630. Der Sigrist und der Leichenzug.

[105] Pünktlich um 4 Uhr morgens pflegte der Sigrist von Silenen Ave zu läuten. Das war wie eine Uhr. Er konnte auch jeden Todfall in der Pfarrei voraussagen.

Eines Morgens hatte er sich, was noch nie vorgekommen, verschlafen. In der Eile zog er an dem einen Fusse nur den Schuh an und lief so zur Kirche.
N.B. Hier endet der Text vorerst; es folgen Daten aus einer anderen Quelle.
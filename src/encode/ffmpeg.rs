use std::ffi::OsString;
use std::path::{Path, PathBuf};
use std::process::{Command, Stdio};

use anyhow::Context as _;

use crate::compile::plan::CaptionPlan;
use crate::encode::compositor::{CompositeJob, Compositor};
use crate::encode::drawtext::{AudioMap, FilterGraph, FilterInputs, build_filter_graph};
use crate::foundation::core::{Canvas, Fps};
use crate::foundation::error::{CaptionError, CaptionResult};

/// Returns `true` when an `ffmpeg` executable is available on `PATH`.
pub fn is_ffmpeg_on_path() -> bool {
    Command::new("ffmpeg")
        .arg("-version")
        .stdout(Stdio::null())
        .stderr(Stdio::null())
        .status()
        .map(|s| s.success())
        .unwrap_or(false)
}

/// Create the parent directory of `path` when missing.
pub fn ensure_parent_dir(path: &Path) -> CaptionResult<()> {
    if let Some(parent) = path.parent()
        && !parent.as_os_str().is_empty()
    {
        std::fs::create_dir_all(parent)
            .with_context(|| format!("failed to create output directory '{}'", parent.display()))?;
    }
    Ok(())
}

#[derive(Clone, Debug, PartialEq)]
/// What `ffprobe` reports about a source video.
pub struct VideoInfo {
    /// Frame width in pixels.
    pub width: u32,
    /// Frame height in pixels.
    pub height: u32,
    /// Native frame rate.
    pub fps: Fps,
    /// Container duration in seconds (0 when unknown).
    pub duration_sec: f64,
    /// Whether any audio stream exists.
    pub has_audio: bool,
}

impl VideoInfo {
    /// Output canvas matching the source.
    pub fn canvas(&self) -> Canvas {
        Canvas {
            width: self.width,
            height: self.height,
        }
    }

    /// Number of frames to sample, or `None` when the duration is unknown.
    pub fn frame_count(&self) -> Option<u64> {
        (self.duration_sec > 0.0).then(|| self.fps.secs_to_frames_ceil(self.duration_sec))
    }
}

/// Probe `source_path` with `ffprobe`.
#[tracing::instrument]
pub fn probe_video(source_path: &Path) -> CaptionResult<VideoInfo> {
    let out = Command::new("ffprobe")
        .args([
            "-v",
            "error",
            "-print_format",
            "json",
            "-show_streams",
            "-show_format",
        ])
        .arg(source_path)
        .output()
        .map_err(|e| {
            CaptionError::composite(format!(
                "failed to run ffprobe (is it installed and on PATH?): {e}"
            ))
        })?;
    if !out.status.success() {
        return Err(CaptionError::composite(format!(
            "ffprobe failed for '{}': {}",
            source_path.display(),
            String::from_utf8_lossy(&out.stderr).trim()
        )));
    }
    parse_probe_json(&out.stdout)
}

pub(crate) fn parse_probe_json(json: &[u8]) -> CaptionResult<VideoInfo> {
    #[derive(serde::Deserialize)]
    struct ProbeStream {
        codec_type: Option<String>,
        width: Option<u32>,
        height: Option<u32>,
        r_frame_rate: Option<String>,
        avg_frame_rate: Option<String>,
    }
    #[derive(serde::Deserialize)]
    struct ProbeFormat {
        duration: Option<String>,
    }
    #[derive(serde::Deserialize)]
    struct ProbeOut {
        streams: Vec<ProbeStream>,
        format: Option<ProbeFormat>,
    }

    let parsed: ProbeOut = serde_json::from_slice(json)
        .map_err(|e| CaptionError::composite(format!("ffprobe json parse failed: {e}")))?;
    let video = parsed
        .streams
        .iter()
        .find(|s| s.codec_type.as_deref() == Some("video"))
        .ok_or_else(|| CaptionError::composite("no video stream found"))?;
    let width = video
        .width
        .ok_or_else(|| CaptionError::composite("missing video width from ffprobe"))?;
    let height = video
        .height
        .ok_or_else(|| CaptionError::composite("missing video height from ffprobe"))?;
    let (num, den) = [&video.r_frame_rate, &video.avg_frame_rate]
        .into_iter()
        .filter_map(|r| r.as_deref().and_then(parse_ff_ratio))
        .next()
        .ok_or_else(|| CaptionError::composite("invalid video frame rate"))?;
    let duration_sec = parsed
        .format
        .as_ref()
        .and_then(|f| f.duration.as_ref())
        .and_then(|s| s.parse::<f64>().ok())
        .unwrap_or(0.0);
    let has_audio = parsed
        .streams
        .iter()
        .any(|s| s.codec_type.as_deref() == Some("audio"));

    Ok(VideoInfo {
        width,
        height,
        fps: Fps::new(num, den)?,
        duration_sec,
        has_audio,
    })
}

fn parse_ff_ratio(s: &str) -> Option<(u32, u32)> {
    let (a, b) = s.split_once('/')?;
    let a = a.parse::<u32>().ok()?;
    let b = b.parse::<u32>().ok()?;
    if a == 0 || b == 0 {
        return None;
    }
    Some((a, b))
}

/// Extract the first audio track of `video` as 16 kHz mono PCM WAV, the input whisper expects.
#[tracing::instrument]
pub fn extract_audio_wav(video: &Path, wav: &Path) -> CaptionResult<()> {
    let out = Command::new("ffmpeg")
        .args(["-y", "-loglevel", "error", "-i"])
        .arg(video)
        .args(["-vn", "-ac", "1", "-ar", "16000", "-c:a", "pcm_s16le"])
        .arg(wav)
        .output()
        .map_err(|e| {
            CaptionError::transcription(format!(
                "failed to spawn ffmpeg (is it installed and on PATH?): {e}"
            ))
        })?;
    if !out.status.success() {
        return Err(CaptionError::transcription(format!(
            "audio extraction from '{}' failed: {}",
            video.display(),
            String::from_utf8_lossy(&out.stderr).trim()
        )));
    }
    Ok(())
}

/// Burns captions with the system `ffmpeg` binary and its `drawtext` filter.
#[derive(Clone, Debug)]
pub struct FfmpegCompositor {
    program: PathBuf,
}

impl Default for FfmpegCompositor {
    fn default() -> Self {
        Self {
            program: PathBuf::from("ffmpeg"),
        }
    }
}

impl FfmpegCompositor {
    /// Use the `ffmpeg` found on `PATH`.
    pub fn new() -> Self {
        Self::default()
    }

    fn args(job: &CompositeJob, graph: &FilterGraph, script: &Path) -> Vec<OsString> {
        let mut args: Vec<OsString> = vec![
            (if job.overwrite { "-y" } else { "-n" }).into(),
            "-loglevel".into(),
            "error".into(),
            "-i".into(),
            job.input_video.clone().into(),
        ];
        if let Some(overlay) = &job.overlay {
            args.extend(["-stream_loop", "-1", "-i"].map(OsString::from));
            args.push(overlay.clone().into());
        }
        if let Some(sound) = &job.intro_sound {
            args.push("-i".into());
            args.push(sound.clone().into());
        }
        args.push("-filter_complex_script".into());
        args.push(script.into());
        args.push("-map".into());
        args.push(graph.video_label.clone().into());
        let mut shortest = false;
        match &graph.audio {
            AudioMap::Filtered {
                label,
                needs_shortest,
            } => {
                args.push("-map".into());
                args.push(label.clone().into());
                args.extend(["-c:a", "aac"].map(OsString::from));
                shortest = *needs_shortest;
            }
            AudioMap::Source => {
                args.extend(["-map", "0:a", "-c:a", "aac"].map(OsString::from));
            }
            AudioMap::Silent => args.push("-an".into()),
        }
        for a in [
            "-c:v",
            "libx264",
            "-pix_fmt",
            "yuv420p",
            "-movflags",
            "+faststart",
        ] {
            args.push(a.into());
        }
        if shortest {
            args.push("-shortest".into());
        }
        args.push(job.output.clone().into());
        args
    }
}

impl Compositor for FfmpegCompositor {
    #[tracing::instrument(skip_all, fields(output = %job.output.display(), instructions = plan.instructions.len()))]
    fn composite(&mut self, job: &CompositeJob, plan: &CaptionPlan) -> CaptionResult<()> {
        if job.output == job.input_video {
            return Err(CaptionError::invalid_configuration(
                "output path must differ from the input video",
            ));
        }
        if !job.overwrite && job.output.exists() {
            return Err(CaptionError::invalid_configuration(format!(
                "output file '{}' already exists",
                job.output.display()
            )));
        }
        ensure_parent_dir(&job.output)?;

        let graph = build_filter_graph(
            plan,
            FilterInputs {
                overlay: job.overlay.is_some(),
                intro_sound: job.intro_sound.is_some(),
                source_has_audio: job.source_has_audio,
            },
        );
        let mut script = tempfile::NamedTempFile::new().context("create filter script file")?;
        {
            use std::io::Write as _;
            script
                .write_all(graph.script.as_bytes())
                .context("write filter script")?;
            script.flush().context("flush filter script")?;
        }
        tracing::debug!(bytes = graph.script.len(), "filter script written");

        let out = Command::new(&self.program)
            .args(Self::args(job, &graph, script.path()))
            .stdout(Stdio::null())
            .output()
            .map_err(|e| {
                CaptionError::composite(format!(
                    "failed to spawn ffmpeg (is it installed and on PATH?): {e}"
                ))
            })?;
        if !out.status.success() {
            return Err(CaptionError::composite(format!(
                "ffmpeg exited with status {}: {}",
                out.status,
                String::from_utf8_lossy(&out.stderr).trim()
            )));
        }
        tracing::info!("captioned video written");
        Ok(())
    }
}

#[cfg(test)]
#[path = "../../tests/unit/encode/ffmpeg.rs"]
mod tests;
Als er wieder aus dem Gotteshause kam, begegnete ihm zur ungewohnten Stunde ein Leichenzug. Der Letzte im Zuge war von gleicher Grösse wie der Sigrist und trug an einem Bein Strumpf und Schuh, am andern Bein jedoch nur den Schuh. Der Sigrist ahnte sofort, was solches zu bedeuten habe, und verkündete zuhause seinen baldigen Tod. Und richtig! er hatte das letzte Mal zu beten geläutet! Noch am nämlichen Tage erkrankte er, und am dritten Tage war er eine Leiche.


Jos. Maria Zberg.

Quelle:
Müller, Josef: Sagen aus Uri 1-3. Bd. 1-2 ed. Hanns Bächtold-Stäubli; Bd. 3 ed. Robert Wildhaber. Basel: G. Krebs, 1926, 1929, 1945, S. 105.